Oh, Killstrike is a four part comic series by Max Bemis and Logan Faerber produced by Boom Studios that serves as an examination of how we, as comic book fans, view comics. It’s riddled with plenty of jokes and nodding pokes at 90s comic writing, while offering insightful commentary on a culture we love and, sometimes, take too seriously.
We start off with Jared, a comic writer in his early 30s who takes his medium far too seriously. He lives and breathes comics, knows their development and history, and definitely considers himself a cultured individual when it comes to what he reads. Him and his wife recently had a baby and Jared struggles, like I assume most new parents do, with balancing work needs and home needs; often prioritizing work. One day, he learns that an old 90s comic he used to read as a child is worth a ton of money, specifically the first issue, because of how notoriously terrible it is. He knows a copy of said comic is located in the attic of his mother’s house, so he leaves to retrieve it. To his surprise, when he finds said comic, its main character comes to life and leaps out of the pages. It’s none other than overly clichéd 90s action hero, Killstrike! He’s disproportionally built and overly masculine, shirtless, has a robotic arm, un-functional war paint and way too many weapons. Imagine if every action star from the Expendables somehow fused together… you’d get Killstrike. He’s fueled by a typical mission, vengeance, and cannot return to the comic realm until said mission is complete. Being a rational guy, Jared has no real vengeance missions for Killstrike, but decides that they should embark on a journey to confront his father who abandoned his mother when he was a young child. Turns out, Jared’s father is a well-known comic writer, but tracking him down seems to be more difficult that one would think. As they get closer to Jared’s father, pieces to a puzzle they didn’t know existed start revealing themselves.

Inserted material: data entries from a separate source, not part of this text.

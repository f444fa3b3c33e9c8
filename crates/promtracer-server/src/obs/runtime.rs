//! Process/runtime metrics collector.
//!
//! Wraps the `prometheus` process collector and filters the families it
//! exposes through [`MetricRule`]s. With no rules every family is exposed.

use prometheus::core::{Collector, Desc};
use prometheus::proto::MetricFamily;
use serde::Deserialize;

/// Selects runtime metric families by name.
#[derive(Debug, Clone, PartialEq, Eq, Deserialize)]
#[serde(rename_all = "snake_case")]
pub enum MetricRule {
    Exact(String),
    Prefix(String),
}

impl MetricRule {
    pub fn matches(&self, name: &str) -> bool {
        match self {
            MetricRule::Exact(n) => n == name,
            MetricRule::Prefix(p) => name.starts_with(p.as_str()),
        }
    }
}

pub struct RuntimeCollector {
    inner: Option<Box<dyn Collector>>,
    rules: Vec<MetricRule>,
}

impl RuntimeCollector {
    /// Collector over the current process.
    pub fn new(rules: Vec<MetricRule>) -> Self {
        Self::wrap(process_collector(), rules)
    }

    /// Filter an arbitrary collector through `rules`.
    pub fn wrap(inner: Option<Box<dyn Collector>>, rules: Vec<MetricRule>) -> Self {
        Self { inner, rules }
    }

    fn allows(&self, name: &str) -> bool {
        self.rules.is_empty() || self.rules.iter().any(|r| r.matches(name))
    }
}

impl Collector for RuntimeCollector {
    fn desc(&self) -> Vec<&Desc> {
        match &self.inner {
            Some(c) => c
                .desc()
                .into_iter()
                .filter(|d| self.allows(&d.fq_name))
                .collect(),
            None => Vec::new(),
        }
    }

    fn collect(&self) -> Vec<MetricFamily> {
        match &self.inner {
            Some(c) => c
                .collect()
                .into_iter()
                .filter(|mf| self.allows(mf.get_name()))
                .collect(),
            None => Vec::new(),
        }
    }
}

#[cfg(target_os = "linux")]
fn process_collector() -> Option<Box<dyn Collector>> {
    Some(Box::new(
        prometheus::process_collector::ProcessCollector::for_self(),
    ))
}

#[cfg(not(target_os = "linux"))]
fn process_collector() -> Option<Box<dyn Collector>> {
    tracing::warn!("process metrics are only available on linux; runtime collector is empty");
    None
}
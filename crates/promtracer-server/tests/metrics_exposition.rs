//! Metric update path and text exposition.

#![allow(clippy::unwrap_used)]
#![allow(clippy::expect_used)]
#![allow(clippy::panic)]

mod common;

use std::collections::HashMap;
use std::time::Duration;

use axum::body::{to_bytes, Body};
use axum::http::{header::CONTENT_TYPE, Request, StatusCode};
use prometheus::{HistogramOpts, HistogramVec, IntCounterVec, Opts, Registry};
use tower::ServiceExt;

use promtracer_server::mux::ServeMux;
use promtracer_server::obs::{counter_add, histogram_observe, Labels, DEFAULT_BUCKETS};
use promtracer_server::ops;

fn test_families(registry: &Registry) -> (IntCounterVec, HistogramVec) {
    let const_labels: HashMap<String, String> =
        [("service".to_string(), "prometheus-test".to_string())].into();

    let counter = IntCounterVec::new(
        Opts::new("test_counter", "test counter").const_labels(const_labels.clone()),
        &["test1", "test2"],
    )
    .unwrap();
    registry.register(Box::new(counter.clone())).unwrap();

    let histogram = HistogramVec::new(
        HistogramOpts::new("test_histogram", "test histogram")
            .const_labels(const_labels)
            .buckets(DEFAULT_BUCKETS.to_vec()),
        &["test1", "test2"],
    )
    .unwrap();
    registry.register(Box::new(histogram.clone())).unwrap();

    (counter, histogram)
}

async fn scrape(mux: &ServeMux, path: &str) -> (StatusCode, String, String) {
    let resp = mux
        .router()
        .oneshot(Request::builder().uri(path).body(Body::empty()).unwrap())
        .await
        .unwrap();
    let status = resp.status();
    let content_type = resp
        .headers()
        .get(CONTENT_TYPE)
        .map(|v| v.to_str().unwrap().to_string())
        .unwrap_or_default();
    let body = to_bytes(resp.into_body(), usize::MAX).await.unwrap();
    (status, content_type, String::from_utf8(body.to_vec()).unwrap())
}

#[tokio::test]
async fn hundred_millis_lands_in_hundred_thousand_bucket() {
    let registry = Registry::new();
    let mux = ServeMux::new();
    mux.handle("/metrics-demo", ops::exposition_route(registry.clone()))
        .unwrap();

    let (counter, histogram) = test_families(&registry);
    let labels = Labels::from_iter([("test1", "abc"), ("test2", "def")]);

    counter_add(&counter, 6, &labels).unwrap();
    histogram_observe(&histogram, Duration::from_millis(100), &labels).unwrap();

    let (status, content_type, body) = scrape(&mux, "/metrics-demo").await;
    assert_eq!(status, StatusCode::OK);
    assert!(content_type.starts_with("text/plain"));
    assert!(body.contains(r#"test_counter{service="prometheus-test",test1="abc",test2="def"} 6"#));
    assert!(body.contains(
        r#"test_histogram_bucket{service="prometheus-test",test1="abc",test2="def",le="50000"} 0"#
    ));
    assert!(body.contains(
        r#"test_histogram_bucket{service="prometheus-test",test1="abc",test2="def",le="100000"} 1"#
    ));
}

#[test]
fn observation_below_smallest_bound_is_counted_by_every_bucket() {
    let registry = Registry::new();
    let (_, histogram) = test_families(&registry);
    let labels = Labels::from_iter([("test1", "a"), ("test2", "b")]);

    histogram_observe(&histogram, Duration::from_micros(4_999), &labels).unwrap();
    histogram_observe(&histogram, Duration::from_millis(30), &labels).unwrap();
    histogram_observe(&histogram, Duration::from_secs(2), &labels).unwrap();

    let label_pairs = [("test1", "a"), ("test2", "b")];
    let buckets = common::buckets(&registry, "test_histogram", &label_pairs);
    assert_eq!(buckets.len(), DEFAULT_BUCKETS.len());
    assert!(buckets.windows(2).all(|w| w[0].1 <= w[1].1));

    assert_eq!(common::bucket_count(&registry, "test_histogram", &label_pairs, 5_000.0), Some(1));
    assert_eq!(common::bucket_count(&registry, "test_histogram", &label_pairs, 25_000.0), Some(1));
    assert_eq!(common::bucket_count(&registry, "test_histogram", &label_pairs, 50_000.0), Some(2));
    assert_eq!(
        common::bucket_count(&registry, "test_histogram", &label_pairs, 1_000_000.0),
        Some(2)
    );
    assert_eq!(common::sample_count(&registry, "test_histogram", &label_pairs), 3);
}

#[test]
fn observation_above_smallest_bound_leaves_it_empty() {
    let registry = Registry::new();
    let (_, histogram) = test_families(&registry);
    let labels = Labels::from_iter([("test1", "a"), ("test2", "b")]);

    histogram_observe(&histogram, Duration::from_millis(7), &labels).unwrap();

    let label_pairs = [("test1", "a"), ("test2", "b")];
    assert_eq!(common::bucket_count(&registry, "test_histogram", &label_pairs, 5_000.0), Some(0));
    assert_eq!(common::bucket_count(&registry, "test_histogram", &label_pairs, 10_000.0), Some(1));
}

#[test]
fn mismatched_labels_do_not_touch_the_registry() {
    let registry = Registry::new();
    let (counter, _) = test_families(&registry);
    let wrong = Labels::from_iter([("test1", "a"), ("other", "b")]);

    assert!(counter_add(&counter, 1, &wrong).is_err());
    assert_eq!(common::counter_value(&registry, "test_counter", &[("test1", "a")]), 0.0);
}

#[tokio::test]
async fn scraping_is_read_only() {
    let registry = Registry::new();
    let mux = ServeMux::new();
    mux.handle("/metrics", ops::exposition_route(registry.clone())).unwrap();

    let (counter, histogram) = test_families(&registry);
    let labels = Labels::from_iter([("test1", "x"), ("test2", "y")]);
    counter_add(&counter, 3, &labels).unwrap();
    histogram_observe(&histogram, Duration::from_millis(12), &labels).unwrap();

    let (_, _, first) = scrape(&mux, "/metrics").await;
    let (_, _, second) = scrape(&mux, "/metrics").await;
    assert_eq!(first, second);
    assert_eq!(first, ops::render(&registry).unwrap());
}

#[tokio::test]
async fn unknown_path_is_not_found() {
    let mux = ServeMux::new();
    mux.handle("/metrics", ops::exposition_route(Registry::new())).unwrap();

    let (status, _, _) = scrape(&mux, "/other").await;
    assert_eq!(status, StatusCode::NOT_FOUND);
}

#[tokio::test]
async fn exposition_answers_any_method() {
    let registry = Registry::new();
    let mux = ServeMux::new();
    mux.handle("/metrics", ops::exposition_route(registry.clone())).unwrap();
    let (counter, _) = test_families(&registry);
    counter_add(&counter, 1, &Labels::from_iter([("test1", "p"), ("test2", "q")])).unwrap();

    let resp = mux
        .router()
        .oneshot(
            Request::builder()
                .method("POST")
                .uri("/metrics")
                .body(Body::empty())
                .unwrap(),
        )
        .await
        .unwrap();
    assert_eq!(resp.status(), StatusCode::OK);
    let body = to_bytes(resp.into_body(), usize::MAX).await.unwrap();
    assert_eq!(String::from_utf8(body.to_vec()).unwrap(), ops::render(&registry).unwrap());
}
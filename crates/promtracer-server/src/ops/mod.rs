//! Prometheus text exposition of one registry.

use axum::{
    extract::State,
    http::{header::CONTENT_TYPE, StatusCode},
    response::{IntoResponse, Response},
    routing::{any, MethodRouter},
};
use prometheus::{Encoder, Registry, TextEncoder};
use promtracer_core::{PromTracerError, Result};

/// Encode the registry as text. Encoding errors are logged and whatever was
/// encoded is still served.
pub async fn metrics(State(registry): State<Registry>) -> Response {
    let encoder = TextEncoder::new();
    let metric_families = registry.gather();
    let mut buf = Vec::new();
    if let Err(e) = encoder.encode(&metric_families, &mut buf) {
        tracing::error!(error = %e, "failed to encode prometheus metrics");
    }

    (
        StatusCode::OK,
        [(CONTENT_TYPE, encoder.format_type().to_string())],
        buf,
    )
        .into_response()
}

/// The exposition handler bound to `registry`, ready to mount on a mux.
/// Scrapers are not limited to GET.
pub fn exposition_route(registry: Registry) -> MethodRouter {
    any(metrics).with_state(registry)
}

/// Text exposition of `registry`, for in-process consumers.
pub fn render(registry: &Registry) -> Result<String> {
    let mut buf = Vec::new();
    TextEncoder::new().encode(&registry.gather(), &mut buf)?;
    String::from_utf8(buf)
        .map_err(|e| PromTracerError::Metric(prometheus::Error::Msg(e.to_string())))
}
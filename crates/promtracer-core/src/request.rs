//! Per-request view handed to tracers.

use crate::tracer::stats::{StatsLevel, TraceInfo};

/// What a tracer can see about one request/response pair.
#[derive(Debug, Clone, Default)]
pub struct RequestContext {
    method: String,
    full_path: String,
    status_code: Option<u16>,
    trace_info: TraceInfo,
}

impl RequestContext {
    /// `full_path` is the matched route template, empty when no route matched.
    pub fn new(method: impl Into<String>, full_path: impl Into<String>, level: StatsLevel) -> Self {
        Self {
            method: method.into(),
            full_path: full_path.into(),
            status_code: None,
            trace_info: TraceInfo::new(level),
        }
    }

    pub fn method(&self) -> &str {
        &self.method
    }

    pub fn full_path(&self) -> &str {
        &self.full_path
    }

    /// Response status, `None` until the response is known.
    pub fn status_code(&self) -> Option<u16> {
        self.status_code
    }

    pub fn set_status_code(&mut self, status: u16) {
        self.status_code = Some(status);
    }

    pub fn trace_info(&self) -> &TraceInfo {
        &self.trace_info
    }

    pub fn trace_info_mut(&mut self) -> &mut TraceInfo {
        &mut self.trace_info
    }
}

I obviously don’t want to reveal too much of the story and spoil the experience. It’s a super short read and worth it. At first, the writing will seem a little cliché and like it’s trying too hard; other parts might seem pretentious. However, this is done on purpose as a way of building deep and meaningful character growths in a short amount of time. The ending is a gentle reminder to remember what things in life really mater. Overall, it provides a well-laid balance that isn’t truly revealed or appreciated until the end.
I highly recommend that you check it out! If you do, tell me what you thought of the ending.